Mind needs to be coaxed
First of all, we have to understand that we are attending to meditation only because it will make us happier and peaceful. Even though there appears to be some kind of happiness when there are excitements or fulfillment of desires, they don’t last long. Sometimes, they even cause problems later, or there is a let down that leads to depression. There has to be a spontaneous happy feeling without being forced by some excitement or fulfillment of desire. This is real happiness. Mind has to be convinced of this.
Since we are accustomed to letting the mind go anywhere it wants and act like a brat, it will take some conscious, concerted effort to tame it so we can get some peacefulness.
When we actually start to meditate and be quiet, the mind will protest, and give all sorts of excuses. This is where we have to coax it. How?
Ramana Maharshi, a great Master, in a reply to a devotee’s question says as follows.
“Practice is necessary.
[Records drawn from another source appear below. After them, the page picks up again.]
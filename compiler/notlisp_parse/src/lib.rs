//! not-lisp syntax: lexer, parser and the generic parse tree.
//!
//! ```text
//! number : /[+-]?([0-9]*\.)?[0-9]+/ ;
//! symbol : /[a-zA-Z0-9_+\-*\/\\=<>!&^%]+/ ;
//! sexpr  : '(' <expr>* ')' ;
//! qexpr  : '{' <expr>* '}' ;
//! expr   : <number> | <symbol> | <sexpr> | <qexpr> ;
//! program: /^/ <expr>* /$/ ;
//! ```
//!
//! The tree keeps punctuation and input boundaries as explicit nodes so the
//! `parse` command can dump it in full. Consumers that only care about
//! values skip nodes for which [`ParseNode::is_structural`] is true.

mod error;
mod lexer;
mod node;
mod parser;
mod span;

pub use error::ParseError;
pub use lexer::{lex, Lexeme, Token};
pub use node::{NodeKind, ParseNode};
pub use parser::parse;
pub use span::Span;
It is like training a roguish bull confined to his stall by tempting him with luscious grass and preventing him from straying.”
Again, during another conversation, Ramana Maharshi says as follows.
M.: A refractory bull is lured to the stall by means of grass. Similarly the mind must be lured by good thoughts.
D.: But it does not remain steady.
M.: The bull accustomed to stray takes delight in going astray. However, he must be lured with luscious grass to the stall. Even so he will continue to trespass into the neighbour’s fields.
He must gradually be made to realize that the same kind of good grass can be had in his own place. After a time he will remain in the stall without straying.
Later a time will come when, even if driven out of the stall, he will return to the stall without going into the neighbouring fields. So also the mind must be trained to take to right ways. It will gradually grow accustomed to good ways and will not return to wrong ways.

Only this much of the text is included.